Claire ran to her room, just ahead of the stomp-stomp-stomping hundred-and-twenty-pound raging bull of a mother following behind her. She slammed her door behind her just in time, hearing her mother's muffled warning: "If I see you before morning, so help me, I'll…" The volume drifted off as her mother returned to the kitchen to deal with the broken glass.


Claire was startled again when the walls shook, her mother slamming the door to the garage. Grabbing a dustpan and broom, she guessed.


Slowly, she surveyed her room. Everything seemed okay. Normal. But she knew better. She knew what was behind the surface-level safety of what should have been her favorite place in the world. It looked like every other kid's room of that era: Care Bears and Cabbage Patch Kids on her bed, posters of kittens and puppies being silly. She proudly displayed a signed picture of Mary Lou Retton that her dad got for her while contracted to the Olympics. And, of course, tons of My Little Pony. Just an average kid's room in a typical house in a standard suburb.


Except Claire wasn't a normal kid.


As much as she tried to be good, to do what she was supposed to, and, more importantly, not do what she wasn't, it seemed out of her control. Instinctual. She wanted to be exemplary, but so often, she was terrible. So often, it seemed easier—justified, even—to be nasty to bad people. To hurt the people that hurt her or those she cared about.

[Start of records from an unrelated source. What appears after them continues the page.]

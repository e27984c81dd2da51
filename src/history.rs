use colored::*;
use log::{debug, info};
use serde_json::Value;
use std::fs;
use std::io::{self, Write};
use std::path::{Path, PathBuf};
use tempfile::NamedTempFile;

use crate::error::{Result, StopwatchError};
use crate::format::format_seconds;
use crate::record::BuildRun;

/// Append-only storage for build runs.
pub trait HistoryStore {
    fn append(&mut self, run: &BuildRun) -> Result<()>;
    fn read_all(&self) -> Result<Vec<BuildRun>>;
}

/// History kept as one pretty-printed JSON array on disk.
///
/// Appends are read-modify-write followed by an atomic rename. There is no
/// locking: two collectors appending to the same file at once can lose one
/// of the runs.
#[derive(Debug, Clone)]
pub struct JsonFileHistory {
    path: PathBuf,
}

impl JsonFileHistory {
    pub fn new(path: impl Into<PathBuf>) -> Self {
        Self { path: path.into() }
    }

    pub fn path(&self) -> &Path {
        &self.path
    }

    /// Existing entries as raw JSON, so rewriting the file never reshapes
    /// records written by other versions.
    fn load_raw(&self) -> Result<Vec<Value>> {
        let content = match fs::read_to_string(&self.path) {
            Ok(content) => content,
            Err(e) if e.kind() == io::ErrorKind::NotFound => return Ok(Vec::new()),
            Err(e) => return Err(e.into()),
        };
        serde_json::from_str(&content).map_err(|source| StopwatchError::MalformedHistory {
            path: self.path.clone(),
            source,
        })
    }

    fn write_atomic(&self, entries: &[Value]) -> Result<()> {
        let parent = match self.path.parent() {
            Some(parent) if !parent.as_os_str().is_empty() => parent.to_path_buf(),
            _ => PathBuf::from("."),
        };
        fs::create_dir_all(&parent)?;
        let mut tmp = NamedTempFile::new_in(&parent)?;
        serde_json::to_writer_pretty(&mut tmp, entries)?;
        tmp.write_all(b"\n")?;
        tmp.as_file().sync_all()?;
        tmp.persist(&self.path).map_err(|e| StopwatchError::Io(e.error))?;
        Ok(())
    }
}

impl HistoryStore for JsonFileHistory {
    fn append(&mut self, run: &BuildRun) -> Result<()> {
        let mut entries = self.load_raw()?;
        let before = entries.len();
        entries.push(serde_json::to_value(run)?);
        self.write_atomic(&entries)?;
        info!(
            "appended run #{} to {}",
            before + 1,
            self.path.display()
        );
        Ok(())
    }

    fn read_all(&self) -> Result<Vec<BuildRun>> {
        let raw = self.load_raw()?;
        debug!("loaded {} history entries from {}", raw.len(), self.path.display());
        raw.into_iter()
            .map(|value| {
                serde_json::from_value(value).map_err(|source| StopwatchError::MalformedHistory {
                    path: self.path.clone(),
                    source,
                })
            })
            .collect()
    }
}

#[derive(Debug, Default, Clone)]
pub struct MemoryHistory {
    runs: Vec<BuildRun>,
}

impl MemoryHistory {
    pub fn new() -> Self {
        Self::default()
    }
}

impl HistoryStore for MemoryHistory {
    fn append(&mut self, run: &BuildRun) -> Result<()> {
        self.runs.push(run.clone());
        Ok(())
    }

    fn read_all(&self) -> Result<Vec<BuildRun>> {
        Ok(self.runs.clone())
    }
}

/// Most recent earlier run of the same command, used as the trend baseline.
pub fn previous_run_of<'a>(history: &'a [BuildRun], command: &str) -> Option<&'a BuildRun> {
    history.iter().rev().find(|run| run.command == command)
}

pub fn show_history<W: Write>(out: &mut W, history: &[BuildRun], limit: usize) -> io::Result<()> {
    if history.is_empty() {
        writeln!(out, "No build history found.")?;
        return Ok(());
    }
    writeln!(out, "{}", "=== Build History ===".blue().bold())?;
    writeln!(
        out,
        "{} of {} recorded runs, newest first",
        limit.min(history.len()),
        history.len()
    )?;
    for run in history.iter().rev().take(limit) {
        let cache = if run.cache_hit { "warm" } else { "cold" };
        let speedup = run
            .speedup()
            .map(|s| format!(" ({:.2}x)", s))
            .unwrap_or_default();
        writeln!(
            out,
            "  {}  {}  wall {}  modules {}{}  threads {}  cache {}",
            run.timestamp.format("%Y-%m-%d %H:%M:%S").to_string().dimmed(),
            run.command.cyan(),
            format_seconds(run.total_time_seconds),
            format_seconds(run.summed_module_seconds()),
            speedup,
            run.parallel_threads,
            cache
        )?;
    }
    Ok(())
}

She heard a thump in her closet that pulled her from her pouting.


Then another.


She slowly walked to the bifold door, put her hand out, and touched the knob. A louder thump, but she didn't move.

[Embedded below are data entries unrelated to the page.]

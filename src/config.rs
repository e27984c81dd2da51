//! Layered settings: built-in defaults, then `<project-root>/.rsw.toml`, then
//! `RSW_*` environment variables, then command-line flags.

use log::debug;
use serde::Deserialize;
use std::fs;
use std::path::{Path, PathBuf};
use std::time::Duration;

use crate::error::{Result, StopwatchError};

pub const PROJECT_CONFIG_FILE: &str = ".rsw.toml";
pub const DEFAULT_TOOL: &str = "mvn";
pub const DEFAULT_OUTPUT_DIR: &str = "target";
pub const DEFAULT_HISTORY_FILE: &str = ".build-history.json";
pub const DEFAULT_CACHE_WINDOW_MINUTES: u64 = 60;

#[derive(Debug, Clone, PartialEq)]
pub struct Config {
    pub tool: String,
    pub project_root: PathBuf,
    pub output_dir: PathBuf,
    pub history_file: PathBuf,
    pub cache_window: Duration,
    pub persist: bool,
    pub echo_output: bool,
}

/// Keys accepted in `.rsw.toml`.
#[derive(Debug, Default, Deserialize)]
#[serde(deny_unknown_fields)]
pub struct ConfigFile {
    pub tool: Option<String>,
    pub output_dir: Option<PathBuf>,
    pub history_file: Option<PathBuf>,
    pub cache_window_minutes: Option<u64>,
}

/// Values given on the command line; `None` leaves the lower layers alone.
#[derive(Debug, Default, Clone)]
pub struct Overrides {
    pub tool: Option<String>,
    pub project_root: Option<PathBuf>,
    pub output_dir: Option<PathBuf>,
    pub history_file: Option<PathBuf>,
    pub no_history: bool,
    pub quiet: bool,
}

impl ConfigFile {
    pub fn load(path: &Path) -> Result<Option<Self>> {
        if !path.is_file() {
            return Ok(None);
        }
        let content = fs::read_to_string(path)?;
        let parsed = toml::from_str(&content).map_err(|e| StopwatchError::Config {
            path: path.to_path_buf(),
            message: e.to_string(),
        })?;
        debug!("loaded project config from {}", path.display());
        Ok(Some(parsed))
    }
}

impl Config {
    pub fn load(overrides: Overrides) -> Result<Self> {
        Self::load_with_env(overrides, |key| std::env::var(key).ok())
    }

    pub fn load_with_env<F>(overrides: Overrides, env: F) -> Result<Self>
    where
        F: Fn(&str) -> Option<String>,
    {
        let project_root = match overrides.project_root {
            Some(root) => root,
            None => std::env::current_dir()?,
        };
        let file = ConfigFile::load(&project_root.join(PROJECT_CONFIG_FILE))?.unwrap_or_default();

        let tool = overrides
            .tool
            .or_else(|| env("RSW_TOOL"))
            .or(file.tool)
            .unwrap_or_else(|| DEFAULT_TOOL.to_string());
        let output_dir = overrides
            .output_dir
            .or_else(|| env("RSW_OUTPUT_DIR").map(PathBuf::from))
            .or(file.output_dir)
            .unwrap_or_else(|| PathBuf::from(DEFAULT_OUTPUT_DIR));
        let history_file = overrides
            .history_file
            .or_else(|| env("RSW_HISTORY_FILE").map(PathBuf::from))
            .or(file.history_file)
            .unwrap_or_else(|| PathBuf::from(DEFAULT_HISTORY_FILE));
        let minutes = file.cache_window_minutes.unwrap_or(DEFAULT_CACHE_WINDOW_MINUTES);

        Ok(Config {
            tool,
            output_dir: project_root.join(output_dir),
            history_file: project_root.join(history_file),
            project_root,
            cache_window: Duration::from_secs(minutes.saturating_mul(60)),
            persist: !overrides.no_history,
            echo_output: !overrides.quiet,
        })
    }
}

"You better be in bed, young lady!" filtered past the door from somewhere else in the house.


Claire returned her attention to the closet. In one quick motion, she opened the door.


Even though the man's eyes were gone, he still pointed his face toward her. He was in his forties, small-framed, balding. Dried blood streaked down from the edges of his eyelids as his head moved, side-to-side, trying to sense if someone was there. His face distorted, as though he was starting to cry.


"You should be quiet. I don't want my mom to hear."


At the sound of Claire's voice, the man quickly moved as far into the back corner of the closet as he could, his hands switching between trying to feel for what was in front of him and protecting his face. He whimpered but could not find his voice.


"I didn't want this to happen, Mr. Pederson. But Becky said you like to look at little girls, to hurt them. That you do bad things."


The man shrunk even more into himself.


"My mom says I need to be a good person. Not to hurt people. To forgive them. I don't think you're a good person. But she says I need to learn to be nice, even if people are mean, like when Timmy Olafson took my Trapper Keeper and wouldn't return it. I didn't do anything. I wanted to, but I'm trying to be good."


With that, the man's body relaxed just a bit. His hands dropped to his sides. Maybe there was hope. Mercy.


Claire was silent for a moment. Contemplative.


"But she also says I'm a little snot and never do what I'm told, so..."


With that, Claire's mandible detached from her skull, expanding to nearly half the little girl's total size. The skin of her face stretched around the massive jaw, exposing multiple rows of razor-sharp teeth.


Her mother turned briefly toward Claire's room, thinking she'd heard a muffled scream. Must have been something on the TV.